Work task
Below are the entries. Transcribe exactly the lines from the one with "fn read_frame(&mut self) -> Result<Frame, CameraError>;" through the one with "walk below is", ends included, and leave out all others.

Data listing
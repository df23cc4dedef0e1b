//! Camera device acquisition
//!
//! The physical camera sits behind the `CameraDevice` trait so the session
//! pipeline, tests and headless runs are independent of any particular
//! capture backend. Acquisition walks an ordered backend preference list and
//! succeeds on the first backend that opens, mirroring how capture stacks
//! behave on Windows (DirectShow first, then the default API).

use crate::frame::Frame;
use serde::{Deserialize, Serialize};

/// Error type for camera operations
#[derive(Debug, thiserror::Error)]
pub enum CameraError {
    #[error("Backend {0:?} is not available on this host")]
    BackendUnavailable(CameraBackend),

    #[error("Failed to open camera device {index} via {backend:?}: {reason}")]
    OpenFailed {
        backend: CameraBackend,
        index: u32,
        reason: String,
    },

    #[error("No camera backend could open device {0}")]
    AllBackendsFailed(u32),

    #[error("Transient capture failure: {0}")]
    CaptureFailed(String),

    #[error("Camera device disconnected")]
    Disconnected,
}

/// Capture backend identifiers, in the order callers prefer them
#[derive(Debug, Clone, Copy, PartialEq, Eq, Serialize, Deserialize)]
#[serde(rename_all = "snake_case")]
pub enum CameraBackend {
    /// Platform default (whatever the OS capture API picks)
    Default,
    /// DirectShow (Windows)
    DirectShow,
    /// Video4Linux2 (Linux)
    V4l2,
    /// AVFoundation (macOS)
    AvFoundation,
    /// In-process synthetic source (tests, headless demos)
    Synthetic,
}

/// Camera acquisition hints from the session configuration
#[derive(Debug, Clone, Serialize, Deserialize)]
#[serde(default)]
pub struct AcquisitionHints {
    /// OS device index
    pub device_index: u32,
    /// Backends to try, in order; first success wins
    pub backends: Vec<CameraBackend>,
    /// Requested capture width
    pub width: u32,
    /// Requested capture height
    pub height: u32,
    /// Requested capture rate
    pub fps: u32,
    /// Driver-side frame queue depth; 1 minimizes latency
    pub buffer_size: u32,
}

impl Default for AcquisitionHints {
    fn default() -> Self {
        Self {
            device_index: 0,
            backends: vec![CameraBackend::DirectShow, CameraBackend::Default],
            width: 640,
            height: 480,
            fps: 30,
            buffer_size: 1,
        }
    }
}

/// An opened capture device
///
/// `read_frame` may fail transiently; the frame source above this layer
/// decides whether to reuse the last good frame or back off.
pub trait CameraDevice: Send {
    /// Grab the next frame from the device
    fn read_frame(&mut self) -> Result<Frame, CameraError>;

    /// Which backend actually opened the device
    fn backend(&self) -> CameraBackend;
}

/// Opens `CameraDevice`s for specific backends
///
/// Platform integrations implement this once; the acquisition walk below is
/// shared. A provider returns `BackendUnavailable` for backends it does not
/// support so the walk can continue down the preference list.
pub trait CameraProvider {
    fn open(
        &self,
        backend: CameraBackend,
        hints: &AcquisitionHints,
    ) -> Result<Box<dyn CameraDevice>, CameraError>;
}

/// Try each hinted backend in order and return the first device that opens
pub fn acquire(
    provider: &dyn CameraProvider,
    hints: &AcquisitionHints,
) -> Result<Box<dyn CameraDevice>, CameraError> {
    for &backend in &hints.backends {
        match provider.open(backend, hints) {
            Ok(device) => {
                log::info!(
                    "camera: opened device {} via {:?} at {}x{}@{}",
                    hints.device_index,
                    backend,
                    hints.width,
                    hints.height,
                    hints.fps
                );
                return Ok(device);
            }
            Err(e) => {
                log::debug!("camera: backend {:?} failed: {}", backend, e);
            }
        }
    }
    Err(CameraError::AllBackendsFailed(hints.device_index))
}

/// Synthetic camera that renders a moving gradient test pattern
///
/// Used by tests and headless sessions; also handy for demoing the pipeline
/// without hardware.
pub struct SyntheticCamera {
    width: u32,
    height: u32,
    tick: u32,
    /// When set, every read at a multiple of this interval fails transiently
    fail_every: Option<u32>,
}

impl SyntheticCamera {
    pub fn new(width: u32, height: u32) -> Self {
        Self {
            width,
            height,
            tick: 0,
            fail_every: None,
        }
    }

    /// Make every `n`th read fail, for capture-recovery tests
    pub fn failing_every(mut self, n: u32) -> Self {
        self.fail_every = Some(n.max(1));
        self
    }
}

impl CameraDevice for SyntheticCamera {
    fn read_frame(&mut self) -> Result<Frame, CameraError> {
        self.tick = self.tick.wrapping_add(1);
        if let Some(n) = self.fail_every {
            if self.tick % n == 0 {
                return Err(CameraError::CaptureFailed("synthetic fault".into()));
            }
        }
        let mut frame = Frame::new(self.width, self.height);
        let shift = (self.tick % 256) as u8;
        let data = frame.data_mut();
        for (i, v) in data.iter_mut().enumerate() {
            *v = ((i % 251) as u8).wrapping_add(shift);
        }
        Ok(frame)
    }

    fn backend(&self) -> CameraBackend {
        CameraBackend::Synthetic
    }
}

/// Provider exposing only the synthetic backend
pub struct SyntheticProvider;

impl CameraProvider for SyntheticProvider {
    fn open(
        &self,
        backend: CameraBackend,
        hints: &AcquisitionHints,
    ) -> Result<Box<dyn CameraDevice>, CameraError> {
        match backend {
            CameraBackend::Synthetic => {
                Ok(Box::new(SyntheticCamera::new(hints.width, hints.height)))
            }
            other => Err(CameraError::BackendUnavailable(other)),
        }
    }
}

#[cfg(test)]
mod tests {
    use super::*;

    #[test]
    fn acquire_walks_fallback_order() {
        let hints = AcquisitionHints {
            backends: vec![
                CameraBackend::DirectShow,
                CameraBackend::V4l2,
                CameraBackend::Synthetic,
            ],
            ..Default::default()
        };
        let device = acquire(&SyntheticProvider, &hints).expect("synthetic backend opens");
        assert_eq!(device.backend(), CameraBackend::Synthetic);
    }

    #[test]
    fn acquire_fails_when_no_backend_opens() {
        let hints = AcquisitionHints {
            backends: vec![CameraBackend::DirectShow, CameraBackend::Default],
            ..Default::default()
        };
        assert!(matches!(
            acquire(&SyntheticProvider, &hints),
            Err(CameraError::AllBackendsFailed(0))
        ));
    }

    #[test]
    fn synthetic_camera_produces_frames_of_requested_size() {
        let mut cam = SyntheticCamera::new(64, 48);
        let frame = cam.read_frame().unwrap();
        assert_eq!((frame.width(), frame.height()), (64, 48));
    }
}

Output
    fn read_frame(&mut self) -> Result<Frame, CameraError>;

    /// Which backend actually opened the device
    fn backend(&self) -> CameraBackend;
}

/// Opens `CameraDevice`s for specific backends
///
/// Platform integrations implement this once; the acquisition walk below is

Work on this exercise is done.